Content starts
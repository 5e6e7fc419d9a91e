/// daily balance from a csv payment history, compared with paying nothing
use mortgage_balance_rs::chrono::NaiveDate;
use mortgage_balance_rs::report::balance_summary;
use mortgage_balance_rs::{
    read_payments, DailyBalanceEngine, Decimal, LoanConfiguration, Money, Rate,
};

const PAYMENTS: &str = "\
payment_date,amount
16/12/2024,2350.98
02/01/2025,\"£1,691.02\"
03/02/2025,1691.02
03/03/2025,1691.02
01/04/2025,1691.02
";

fn main() -> Result<(), Box<dyn std::error::Error>> {
    let config = LoanConfiguration::builder()
        .principal(Money::from_major(331_794))
        .fixed_rate(Rate::from_percent(Decimal::new(455, 2)))
        .start_date(NaiveDate::from_ymd_opt(2024, 11, 15).ok_or("bad date")?)
        .tenure_years(30)
        .build()?;

    let payments = read_payments(PAYMENTS.as_bytes())?;
    let schedule = DailyBalanceEngine::compute(&config, &payments)?;
    let baseline = DailyBalanceEngine::baseline(&config)?;
    let comparison = schedule.compare(&baseline);

    println!("{}", balance_summary(&schedule, Some(&comparison)).join("\n"));

    // the days around each payment
    for entry in schedule.entries().iter().filter(|entry| entry.has_payment()) {
        println!(
            "{}  paid {:>10}  interest {:>6}  balance {:>12}",
            entry.date,
            entry.payment.to_pence(),
            entry.interest.to_pence(),
            entry.balance.to_pence()
        );
    }

    // full daily schedule as csv on stdout
    if std::env::args().any(|arg| arg == "--csv") {
        mortgage_balance_rs::io::write_balance_csv(&schedule, std::io::stdout().lock())?;
    }

    Ok(())
}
Content ends
Problem details >> Transcribe, exactly and without additions, the lines of the records above, beginning with the line that contains "const PAYMENTS: &str" and ending with the line that contains "let schedule = DailyBalanceEngine::compute(&config, &payments)?;", both included.

Solution for this exercise >>
const PAYMENTS: &str = "\
payment_date,amount
16/12/2024,2350.98
02/01/2025,\"£1,691.02\"
03/02/2025,1691.02
03/03/2025,1691.02
01/04/2025,1691.02
";

fn main() -> Result<(), Box<dyn std::error::Error>> {
    let config = LoanConfiguration::builder()
        .principal(Money::from_major(331_794))
        .fixed_rate(Rate::from_percent(Decimal::new(455, 2)))
        .start_date(NaiveDate::from_ymd_opt(2024, 11, 15).ok_or("bad date")?)
        .tenure_years(30)
        .build()?;

    let payments = read_payments(PAYMENTS.as_bytes())?;
    let schedule = DailyBalanceEngine::compute(&config, &payments)?;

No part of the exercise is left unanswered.